Geocode UDF
Description
Geocode function accepts an address as an argument and returns
geocoding attributes such as longitude, latitude, or a point geometry. Function Registration
create function Geocode as 'com.pb.bigdata.geocoding.hive.Geocode';
Syntax
Geocode(String mainAddressLine, String country, [Map<String, String> config])
Geocode(String mainAddressLine, String addressLastLine, String country, [Map<String, String> config])
Geocode(String addressNumber, String streetName, String unitValue, String areaName3, String areaName1, String postCode1, String country, [Map<String, String> config])

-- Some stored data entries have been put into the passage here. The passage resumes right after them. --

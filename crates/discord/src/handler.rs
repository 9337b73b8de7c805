//! Discord event handler for serenity.
//!
//! Forwards gateway events to the bridge as [`HubEvent`]s.

use std::sync::{Arc, OnceLock};

use {
    parley_bridge::{HubEvent, Workspace, WorkspaceId},
    serenity::{
        all::{Context, EventHandler, GatewayIntents, GuildId, Message, Ready},
        async_trait,
    },
    tokio::sync::mpsc,
    tracing::{debug, info, warn},
};

use crate::convert::{IncomingPost, to_workspace};

/// Handler for Discord gateway events.
pub struct DiscordHandler {
    events: mpsc::Sender<HubEvent>,
    bot_user_id: Arc<OnceLock<u64>>,
}

impl DiscordHandler {
    pub fn new(events: mpsc::Sender<HubEvent>) -> Self {
        Self {
            events,
            bot_user_id: Arc::new(OnceLock::new()),
        }
    }

    /// Required gateway intents for the bot.
    pub fn intents() -> GatewayIntents {
        GatewayIntents::GUILDS
            | GatewayIntents::GUILD_MESSAGES
            | GatewayIntents::DIRECT_MESSAGES
            | GatewayIntents::MESSAGE_CONTENT
    }

    async fn emit(&self, event: HubEvent) {
        if self.events.send(event).await.is_err() {
            warn!("bridge stopped listening; dropping discord event");
        }
    }
}

#[async_trait]
impl EventHandler for DiscordHandler {
    async fn ready(&self, ctx: Context, ready: Ready) {
        if self.bot_user_id.set(ready.user.id.get()).is_err() {
            debug!("discord gateway resumed");
        }

        // Ready only carries guild ids; names come from REST.
        let workspaces = match ctx.http.get_guilds(None, None).await {
            Ok(guilds) => guilds.iter().map(to_workspace).collect(),
            Err(e) => {
                warn!(error = %e, "failed to fetch guild names, using ids");
                ready
                    .guilds
                    .iter()
                    .map(|g| Workspace {
                        id: WorkspaceId::new(g.id.to_string()),
                        name: g.id.to_string(),
                    })
                    .collect::<Vec<_>>()
            },
        };

        info!(
            bot_name = %ready.user.name,
            guilds = workspaces.len(),
            "discord bot ready"
        );
        self.emit(HubEvent::Ready { workspaces }).await;
    }

    async fn message(&self, _ctx: Context, msg: Message) {
        let post = IncomingPost::from(&msg);
        let message = post.into_hub_message(self.bot_user_id.get().copied());
        self.emit(HubEvent::MessageCreated(message)).await;
    }

    async fn cache_ready(&self, _ctx: Context, guilds: Vec<GuildId>) {
        debug!(guild_count = guilds.len(), "discord cache ready");
    }
}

Geocode(Map<String, String> input, [Map<String, String> config])
Parameters
Address Fields
| Parameter | Type | Description |
|---|---|---|
| mainAddressLine | String | the street address or a single line address |
| addressLastLine | String | the location level information like city and postal code |
| addressNumber | String | the house number information |
| streetName | String | the street name |
| unitType | String | the unit type (such as Apt. or Suite) |
| unitValue | String | the unit value |
| areaName1 | String | the largest geographic division in an area, such as a state, province, or region |
| areaName2 | String | the secondary geographic division in an area, such as a county or district |
| areaName3 | String | the city or town name |
| areaName4 | String | the smallest geographic division in an area, such as a city subdivision or locality |
| postCode1 | String | the primary postal code |
| postCode2 | String | the secondary postal code |
| placeName | String | the name of a business, building, or location |
| country | String | the ISO-3166 two- or three-character abbreviation for the country, or the country name |
Input and Configuration Maps
| Parameter | Type | Description |
|---|---|---|
| input | Map | key-value pairs of address fields and input values. The keys must be constant values from the list of address fields in the table above. The values can be either constants or column references. |
| config | Map | can be used for setting both Hive properties and Preferences
Hive Properties Options that set the Hive Variables. Note: Any values specified here will override values set
as Hive properties. All values must be constant. If a
key is present but has a null value, the property is
cleared.Preferences settings that control the matching and geocoding criteria, return values and fieldsNote: Any
values specified here will override values set in the geocode
preferences file. All values must be constant. If a key is present but has a null value, the preference is cleared. For more information, see Geocoding Preferences. |
mapreduce.task.timeout property.Return Values
This function returns struct values described in Hive Output Fields.
Examples
In order to use this UDF, you must set the required options either as Hive variables or provided in the optional config map parameter.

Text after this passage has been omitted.